What needs to be done>
For the data below, restate word for word only the lines from the line containing "graph: nodes, terminals" through the line containing "match the innermost scope", both ends included.

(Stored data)
========================================================================

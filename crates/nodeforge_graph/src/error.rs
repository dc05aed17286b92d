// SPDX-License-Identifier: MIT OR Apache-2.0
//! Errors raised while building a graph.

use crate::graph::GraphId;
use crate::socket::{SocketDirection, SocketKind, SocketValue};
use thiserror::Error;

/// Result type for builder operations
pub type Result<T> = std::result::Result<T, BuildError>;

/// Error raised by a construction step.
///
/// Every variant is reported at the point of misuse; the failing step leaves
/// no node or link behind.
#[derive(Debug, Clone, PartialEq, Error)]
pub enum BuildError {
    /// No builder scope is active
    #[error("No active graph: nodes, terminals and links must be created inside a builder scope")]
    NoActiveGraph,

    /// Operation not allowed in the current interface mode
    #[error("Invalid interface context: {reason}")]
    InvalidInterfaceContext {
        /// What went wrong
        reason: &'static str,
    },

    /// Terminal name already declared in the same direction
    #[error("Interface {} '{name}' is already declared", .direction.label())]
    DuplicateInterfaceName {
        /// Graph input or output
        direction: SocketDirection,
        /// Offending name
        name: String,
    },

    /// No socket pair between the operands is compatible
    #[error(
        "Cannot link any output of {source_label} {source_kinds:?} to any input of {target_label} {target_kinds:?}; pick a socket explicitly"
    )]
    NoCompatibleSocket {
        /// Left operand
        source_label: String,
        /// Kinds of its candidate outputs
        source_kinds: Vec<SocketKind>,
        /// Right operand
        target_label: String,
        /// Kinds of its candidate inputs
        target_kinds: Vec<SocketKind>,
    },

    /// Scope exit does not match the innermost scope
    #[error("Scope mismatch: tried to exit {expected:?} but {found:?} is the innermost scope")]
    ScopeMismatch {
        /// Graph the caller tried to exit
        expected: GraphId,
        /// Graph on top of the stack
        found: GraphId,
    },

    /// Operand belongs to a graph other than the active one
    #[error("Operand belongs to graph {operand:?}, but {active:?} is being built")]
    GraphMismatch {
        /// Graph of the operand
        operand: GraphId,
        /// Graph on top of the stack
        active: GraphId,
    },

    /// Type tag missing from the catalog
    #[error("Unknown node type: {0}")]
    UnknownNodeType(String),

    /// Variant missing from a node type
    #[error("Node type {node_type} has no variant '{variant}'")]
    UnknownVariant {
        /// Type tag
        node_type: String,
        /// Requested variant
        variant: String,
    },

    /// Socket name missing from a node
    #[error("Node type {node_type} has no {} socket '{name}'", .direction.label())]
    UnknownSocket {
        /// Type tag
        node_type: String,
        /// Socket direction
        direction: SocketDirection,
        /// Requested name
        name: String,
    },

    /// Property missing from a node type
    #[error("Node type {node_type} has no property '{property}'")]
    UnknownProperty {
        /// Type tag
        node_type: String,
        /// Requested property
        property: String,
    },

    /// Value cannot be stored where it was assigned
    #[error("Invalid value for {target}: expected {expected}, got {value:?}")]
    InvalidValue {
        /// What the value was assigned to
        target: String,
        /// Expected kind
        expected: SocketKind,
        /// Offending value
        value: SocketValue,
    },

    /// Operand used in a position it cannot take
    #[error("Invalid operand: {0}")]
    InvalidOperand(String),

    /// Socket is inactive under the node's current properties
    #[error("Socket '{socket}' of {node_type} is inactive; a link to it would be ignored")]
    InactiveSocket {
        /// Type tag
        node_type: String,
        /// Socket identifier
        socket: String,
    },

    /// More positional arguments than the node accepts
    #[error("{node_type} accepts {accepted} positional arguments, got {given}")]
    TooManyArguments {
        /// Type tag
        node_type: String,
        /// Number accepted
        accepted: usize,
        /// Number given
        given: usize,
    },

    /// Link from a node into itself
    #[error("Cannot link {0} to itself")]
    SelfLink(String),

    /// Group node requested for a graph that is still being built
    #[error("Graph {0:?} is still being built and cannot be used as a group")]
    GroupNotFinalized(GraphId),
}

========================================================================

Finished task>
    #[error("No active graph: nodes, terminals and links must be created inside a builder scope")]
    NoActiveGraph,

    /// Operation not allowed in the current interface mode
    #[error("Invalid interface context: {reason}")]
    InvalidInterfaceContext {
        /// What went wrong
        reason: &'static str,
    },

    /// Terminal name already declared in the same direction
    #[error("Interface {} '{name}' is already declared", .direction.label())]
    DuplicateInterfaceName {
        /// Graph input or output
        direction: SocketDirection,
        /// Offending name
        name: String,
    },

    /// No socket pair between the operands is compatible
    #[error(
        "Cannot link any output of {source_label} {source_kinds:?} to any input of {target_label} {target_kinds:?}; pick a socket explicitly"
    )]
    NoCompatibleSocket {
        /// Left operand
        source_label: String,
        /// Kinds of its candidate outputs
        source_kinds: Vec<SocketKind>,
        /// Right operand
        target_label: String,
        /// Kinds of its candidate inputs
        target_kinds: Vec<SocketKind>,
    },

    /// Scope exit does not match the innermost scope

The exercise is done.